In San Francisco County, officials say they plan to move forward with removing the county from the program. Sheriff Michael Hennessey has already notified officials his county would like to opt out of the program and plans to meet with ICE staff and the California attorney general’s office after the Nov. 2 elections. Still, he said, the constant confusion over the program is frustrating.
“Obfuscation and misdirection seem to be ICE’s preferred method of communication, because that is all we have been getting so far,” Hennessey said.
Although ICE has said it prioritizes criminal illegal immigrants for deportation — and does deport morecriminal than non-criminal illegal immigrants — some critics express concern about those caught up in the system by Secure Communities. Anyone who is arrested has his fingerprints taken, even if he is not ultimately charged with a crime. Even victims of crimes such as domestic abuse can be fingerprinted, and critics of the program argue they might not come forward if they fear they could be deported by reporting their abusers. According to ICE data released in August, one-quarter of the illegal immigrants deported through Secure Communities had no criminal records. Opting out is also an issue of cost, critics claim. Secure Communities nets a larger number of illegal immigrants than routine law enforcement, particularly in communities that instruct officers not to ask about immigration status. This means higher costs when ICE asks police to hold people for immigration violations, Chan said.
ICE officials say they routinely ask local police to hold suspected illegal immigrants and that Secure Communities does not change that process.

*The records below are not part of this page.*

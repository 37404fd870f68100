//! Core data types shared across the engine.

pub mod context;
pub mod message;
pub mod tool;

pub use context::{FileSystemNode, NodeKind, ProjectContext};
pub use message::{ChatMessage, Role};
pub use tool::{ResolvedToolCall, ToolCallRequest, ToolDefinition};
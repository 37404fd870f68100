//! Message types for model communication.

use serde::{Deserialize, Serialize};

use super::tool::ToolCallRequest;

/// A message in a conversation.
///
/// History is an ordered sequence of these; messages are immutable once
/// appended. The session store owning full history is external — the
/// orchestrator only ever sees the slice it is handed.
#[derive(Debug, Clone, Serialize, Deserialize, PartialEq)]
pub struct ChatMessage {
    pub role: Role,
    pub content: Option<String>,
    /// Tool calls requested by an assistant turn.
    #[serde(default, skip_serializing_if = "Vec::is_empty")]
    pub tool_calls: Vec<ToolCallRequest>,
    /// Correlates a tool-role message back to the call it answers.
    #[serde(default, skip_serializing_if = "Option::is_none")]
    pub tool_call_id: Option<String>,
}

impl ChatMessage {
    /// Create a system message.
    pub fn system(text: impl Into<String>) -> Self {
        Self {
            role: Role::System,
            content: Some(text.into()),
            tool_calls: Vec::new(),
            tool_call_id: None,
        }
    }

    /// Create a user message.
    pub fn user(text: impl Into<String>) -> Self {
        Self {
            role: Role::User,
            content: Some(text.into()),
            tool_calls: Vec::new(),
            tool_call_id: None,
        }
    }

    /// Create an assistant message.
    pub fn assistant(text: impl Into<String>) -> Self {
        Self {
            role: Role::Assistant,
            content: Some(text.into()),
            tool_calls: Vec::new(),
            tool_call_id: None,
        }
    }

    /// Create an assistant message carrying tool-call requests and no content.
    pub fn assistant_tool_calls(tool_calls: Vec<ToolCallRequest>) -> Self {
        Self {
            role: Role::Assistant,
            content: None,
            tool_calls,
            tool_call_id: None,
        }
    }

    /// Create a tool-result message correlated to a tool-call id.
    pub fn tool_result(tool_call_id: impl Into<String>, content: impl Into<String>) -> Self {
        Self {
            role: Role::Tool,
            content: Some(content.into()),
            tool_calls: Vec::new(),
            tool_call_id: Some(tool_call_id.into()),
        }
    }

    /// A copy stripped down to role and content, for history replay.
    pub fn as_turn(&self) -> Self {
        Self {
            role: self.role,
            content: self.content.clone(),
            tool_calls: Vec::new(),
            tool_call_id: None,
        }
    }
}

/// Conversation role.
#[derive(Debug, Clone, Copy, Serialize, Deserialize, PartialEq, Eq, Hash)]
#[serde(rename_all = "lowercase")]
pub enum Role {
    System,
    User,
    Assistant,
    Tool,
}

impl Role {
    pub fn as_str(&self) -> &'static str {
        match self {
            Role::System => "system",
            Role::User => "user",
            Role::Assistant => "assistant",
            Role::Tool => "tool",
        }
    }
}
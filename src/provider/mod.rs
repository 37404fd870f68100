//! Tool providers: transport, protocol client, and the routing registry.

pub mod client;
pub mod registry;
pub mod transport;

pub use client::ProviderClient;
pub use registry::ToolProviderRegistry;
pub use transport::{ProviderTransport, RunningProviderService, SseTransport, StdioTransport};
//! Completion API client.
//!
//! The engine talks to one chat-completions endpoint through the
//! [`CompletionBackend`] trait; [`OpenAiCompletions`] is the HTTP
//! implementation. Tests substitute their own backend.

pub mod http;
mod openai;

pub use openai::OpenAiCompletions;

use async_trait::async_trait;
use futures::stream::BoxStream;

use crate::error::Result;
use crate::types::{ChatMessage, ToolCallRequest, ToolDefinition};

/// One completion request, first round or follow-up.
#[derive(Debug, Clone)]
pub struct CompletionRequest {
    pub model: String,
    pub messages: Vec<ChatMessage>,
    /// Tool declarations offered to the model; empty means none.
    pub tools: Vec<ToolDefinition>,
    pub max_tokens: u32,
}

/// The assistant message from a non-streaming completion.
#[derive(Debug, Clone, Default)]
pub struct CompletionMessage {
    pub content: Option<String>,
    pub tool_calls: Vec<ToolCallRequest>,
}

/// One incremental piece of a streamed response.
///
/// Either side may be absent; tool-call data for one logical call arrives
/// split across many fragments and is keyed by `index`.
#[derive(Debug, Clone, Default, PartialEq, Eq)]
pub struct StreamFragment {
    pub content: Option<String>,
    pub tool_calls: Vec<ToolCallFragment>,
}

/// A partial tool call inside one stream fragment.
#[derive(Debug, Clone, Default, PartialEq, Eq)]
pub struct ToolCallFragment {
    pub index: usize,
    pub id: Option<String>,
    pub name: Option<String>,
    pub arguments: Option<String>,
}

/// Seam to the completion API.
#[async_trait]
pub trait CompletionBackend: Send + Sync {
    /// Blocking completion; returns the full assistant message, or `None`
    /// when the response carried no choices at all.
    async fn complete(&self, request: &CompletionRequest) -> Result<Option<CompletionMessage>>;

    /// Streaming completion; yields fragments in arrival order.
    async fn stream(
        &self,
        request: &CompletionRequest,
    ) -> Result<BoxStream<'static, Result<StreamFragment>>>;
}
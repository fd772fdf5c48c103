use crate::core::codec::DEFAULT_MAX_PACKET_ALLOCATION;
use crate::reconnect::DelayTable;
use serde::{Deserialize, Serialize};
use std::fmt;
use std::path::Path;
use std::time::Duration;
use thiserror::Error;
use tracing::info;

/// Port used when an address carries none
pub const DEFAULT_PORT: u16 = 1359;

/// Default relay endpoint
pub const DEFAULT_RELAY_URL: &str = "wss://connect.airmessage.org";

#[derive(Error, Debug)]
pub enum ConfigError {
    #[error("Failed to load config file: {0}")]
    FileError(#[from] std::io::Error),

    #[error("Failed to parse YAML: {0}")]
    YamlError(#[from] serde_yaml::Error),

    #[error("Invalid configuration: {0}")]
    ValidationError(String),
}

pub type Result<T> = std::result::Result<T, ConfigError>;

/// Which transport carries the session
#[derive(Debug, Clone, Copy, PartialEq, Eq, Serialize, Deserialize, Default)]
#[serde(rename_all = "lowercase")]
pub enum TransportMode {
    #[default]
    Direct,
    Relay,
}

/// A dialable `host:port` pair
#[derive(Debug, Clone, PartialEq, Eq, Hash)]
pub struct Endpoint {
    pub host: String,
    pub port: u16,
}

impl Endpoint {
    pub fn new(host: impl Into<String>, port: u16) -> Self {
        Self {
            host: host.into(),
            port,
        }
    }

    /// Parse `host` or `host:port`; the port defaults to [`DEFAULT_PORT`]
    pub fn parse(address: &str) -> Result<Self> {
        let address = address.trim();
        if address.is_empty() {
            return Err(ConfigError::ValidationError("address is empty".to_string()));
        }

        if let Some((host, port)) = address.rsplit_once(':') {
            let is_port = !port.is_empty()
                && port.len() <= 5
                && port.bytes().all(|b| b.is_ascii_digit());
            if is_port && !host.is_empty() && !host.contains(':') {
                let port = port.parse::<u16>().map_err(|_| {
                    ConfigError::ValidationError(format!("port out of range in '{}'", address))
                })?;
                return Ok(Self::new(host, port));
            }
        }

        Ok(Self::new(address, DEFAULT_PORT))
    }
}

impl fmt::Display for Endpoint {
    fn fmt(&self, f: &mut fmt::Formatter<'_>) -> fmt::Result {
        write!(f, "{}:{}", self.host, self.port)
    }
}

/// Direct TCP settings
#[derive(Debug, Clone, Serialize, Deserialize)]
#[serde(default)]
pub struct DirectConfig {
    /// Primary address, `host[:port]`
    pub primary: String,
    /// Optional fallback address, `host[:port]`
    pub fallback: Option<String>,
    pub connect_timeout_ms: u64,
}

impl Default for DirectConfig {
    fn default() -> Self {
        Self {
            primary: String::new(),
            fallback: None,
            connect_timeout_ms: 10_000,
        }
    }
}

impl DirectConfig {
    pub fn primary_endpoint(&self) -> Result<Endpoint> {
        Endpoint::parse(&self.primary)
    }

    pub fn fallback_endpoint(&self) -> Result<Option<Endpoint>> {
        match self.fallback.as_deref().map(str::trim) {
            Some(address) if !address.is_empty() => Endpoint::parse(address).map(Some),
            _ => Ok(None),
        }
    }

    pub fn connect_timeout(&self) -> Duration {
        Duration::from_millis(self.connect_timeout_ms)
    }
}

/// Relay WebSocket settings
#[derive(Debug, Clone, Serialize, Deserialize)]
#[serde(default)]
pub struct RelayConfig {
    pub url: String,
    pub installation_id: String,
    pub communications_version: u32,
    pub handshake_timeout_ms: u64,
    pub connect_timeout_ms: u64,
}

impl Default for RelayConfig {
    fn default() -> Self {
        Self {
            url: DEFAULT_RELAY_URL.to_string(),
            installation_id: String::new(),
            communications_version: 1,
            handshake_timeout_ms: 8_000,
            connect_timeout_ms: 10_000,
        }
    }
}

impl RelayConfig {
    pub fn handshake_timeout(&self) -> Duration {
        Duration::from_millis(self.handshake_timeout_ms)
    }

    pub fn connect_timeout(&self) -> Duration {
        Duration::from_millis(self.connect_timeout_ms)
    }
}

/// Reconnection timing
#[derive(Debug, Clone, Serialize, Deserialize)]
#[serde(default)]
pub struct ReconnectConfig {
    pub drop_delays_ms: Vec<u64>,
    pub passive_interval_ms: u64,
    pub passive_window_ms: u64,
}

impl Default for ReconnectConfig {
    fn default() -> Self {
        Self {
            drop_delays_ms: vec![1_000, 10_000, 30_000],
            passive_interval_ms: 20 * 60 * 1_000,
            passive_window_ms: 5 * 60 * 1_000,
        }
    }
}

impl ReconnectConfig {
    pub fn delay_table(&self) -> DelayTable {
        DelayTable::from_millis(&self.drop_delays_ms)
    }

    pub fn passive_interval(&self) -> Duration {
        Duration::from_millis(self.passive_interval_ms)
    }

    pub fn passive_window(&self) -> Duration {
        Duration::from_millis(self.passive_window_ms)
    }
}

/// Complete connection configuration
#[derive(Debug, Clone, Serialize, Deserialize)]
#[serde(default)]
pub struct BridgeConfig {
    pub mode: TransportMode,
    pub direct: DirectConfig,
    pub relay: RelayConfig,
    /// Ceiling for a single inbound payload, in bytes
    pub max_packet_allocation: usize,
    /// Frame type sent by `ping()`
    pub keepalive_message_type: i32,
    pub reconnect: ReconnectConfig,
}

impl Default for BridgeConfig {
    fn default() -> Self {
        Self {
            mode: TransportMode::Direct,
            direct: DirectConfig::default(),
            relay: RelayConfig::default(),
            max_packet_allocation: DEFAULT_MAX_PACKET_ALLOCATION,
            keepalive_message_type: -2,
            reconnect: ReconnectConfig::default(),
        }
    }
}

impl BridgeConfig {
    /// Direct-mode configuration for `address`
    pub fn direct(address: impl Into<String>) -> Self {
        let mut config = Self::default();
        config.direct.primary = address.into();
        config
    }

    /// Relay-mode configuration for `installation_id`
    pub fn relay(installation_id: impl Into<String>) -> Self {
        let mut config = Self {
            mode: TransportMode::Relay,
            ..Self::default()
        };
        config.relay.installation_id = installation_id.into();
        config
    }

    /// Load configuration from a YAML file
    ///
    /// Environment variables override the file:
    /// `BRIDGE_PRIMARY_HOST`, `BRIDGE_FALLBACK_HOST`, `BRIDGE_RELAY_URL`,
    /// `BRIDGE_INSTALLATION_ID`.
    pub fn load(config_path: impl AsRef<Path>) -> Result<Self> {
        let yaml_content = std::fs::read_to_string(config_path)?;
        let mut config = Self::from_yaml(&yaml_content)?;
        config.apply_env_overrides();
        config.validate()?;
        Ok(config)
    }

    /// Parse YAML without applying overrides or validating
    pub fn from_yaml(yaml: &str) -> Result<Self> {
        Ok(serde_yaml::from_str(yaml)?)
    }

    fn apply_env_overrides(&mut self) {
        if let Ok(primary) = std::env::var("BRIDGE_PRIMARY_HOST") {
            info!("Overriding primary address from environment variable");
            self.direct.primary = primary;
        }
        if let Ok(fallback) = std::env::var("BRIDGE_FALLBACK_HOST") {
            info!("Overriding fallback address from environment variable");
            self.direct.fallback = Some(fallback);
        }
        if let Ok(url) = std::env::var("BRIDGE_RELAY_URL") {
            info!("Overriding relay URL from environment variable");
            self.relay.url = url;
        }
        if let Ok(installation_id) = std::env::var("BRIDGE_INSTALLATION_ID") {
            info!("Overriding installation ID from environment variable");
            self.relay.installation_id = installation_id;
        }
    }

    /// Validate configuration values
    pub fn validate(&self) -> Result<()> {
        match self.mode {
            TransportMode::Direct => {
                if self.direct.primary.trim().is_empty() {
                    return Err(ConfigError::ValidationError(
                        "direct.primary must be set in direct mode".to_string(),
                    ));
                }
                self.direct.primary_endpoint()?;
                self.direct.fallback_endpoint()?;
                if self.direct.connect_timeout_ms == 0 {
                    return Err(ConfigError::ValidationError(
                        "direct.connect_timeout_ms must be greater than 0".to_string(),
                    ));
                }
            }
            TransportMode::Relay => {
                if self.relay.installation_id.trim().is_empty() {
                    return Err(ConfigError::ValidationError(
                        "relay.installation_id must be set in relay mode".to_string(),
                    ));
                }
                if !(self.relay.url.starts_with("ws://") || self.relay.url.starts_with("wss://")) {
                    return Err(ConfigError::ValidationError(format!(
                        "relay.url must use ws:// or wss:// (got '{}')",
                        self.relay.url
                    )));
                }
                if self.relay.handshake_timeout_ms == 0 || self.relay.connect_timeout_ms == 0 {
                    return Err(ConfigError::ValidationError(
                        "relay timeouts must be greater than 0".to_string(),
                    ));
                }
            }
        }

        if self.max_packet_allocation == 0 {
            return Err(ConfigError::ValidationError(
                "max_packet_allocation must be greater than 0".to_string(),
            ));
        }

        // Frame headers carry the length as a u32
        if u32::try_from(self.max_packet_allocation).is_err() {
            return Err(ConfigError::ValidationError(format!(
                "max_packet_allocation must not exceed {} (got {})",
                u32::MAX,
                self.max_packet_allocation
            )));
        }

        if self.reconnect.drop_delays_ms.is_empty() {
            return Err(ConfigError::ValidationError(
                "reconnect.drop_delays_ms must not be empty".to_string(),
            ));
        }

        if self.reconnect.passive_window_ms >= self.reconnect.passive_interval_ms {
            return Err(ConfigError::ValidationError(
                "reconnect.passive_window_ms must be less than passive_interval_ms".to_string(),
            ));
        }

        Ok(())
    }
}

Still, immigrant rights advocates argue the program must be voluntary because it was not created by federal law. Since local law enforcement agencies are not given additional funding for the program, requiring them to participate amounts to an unfunded federal mandate, Chan said.
“Unless it is federally mandated by Congress, then it seems they have to make sure there is a real mechanism for opting out,” said said Margaret Huang, executive director of the Rights Working Group, who lobbied for Arlington to opt out of the program. “If ICE has created a program that cannot respond to jurisdictions that want to be removed, they need to fix the program so they can.”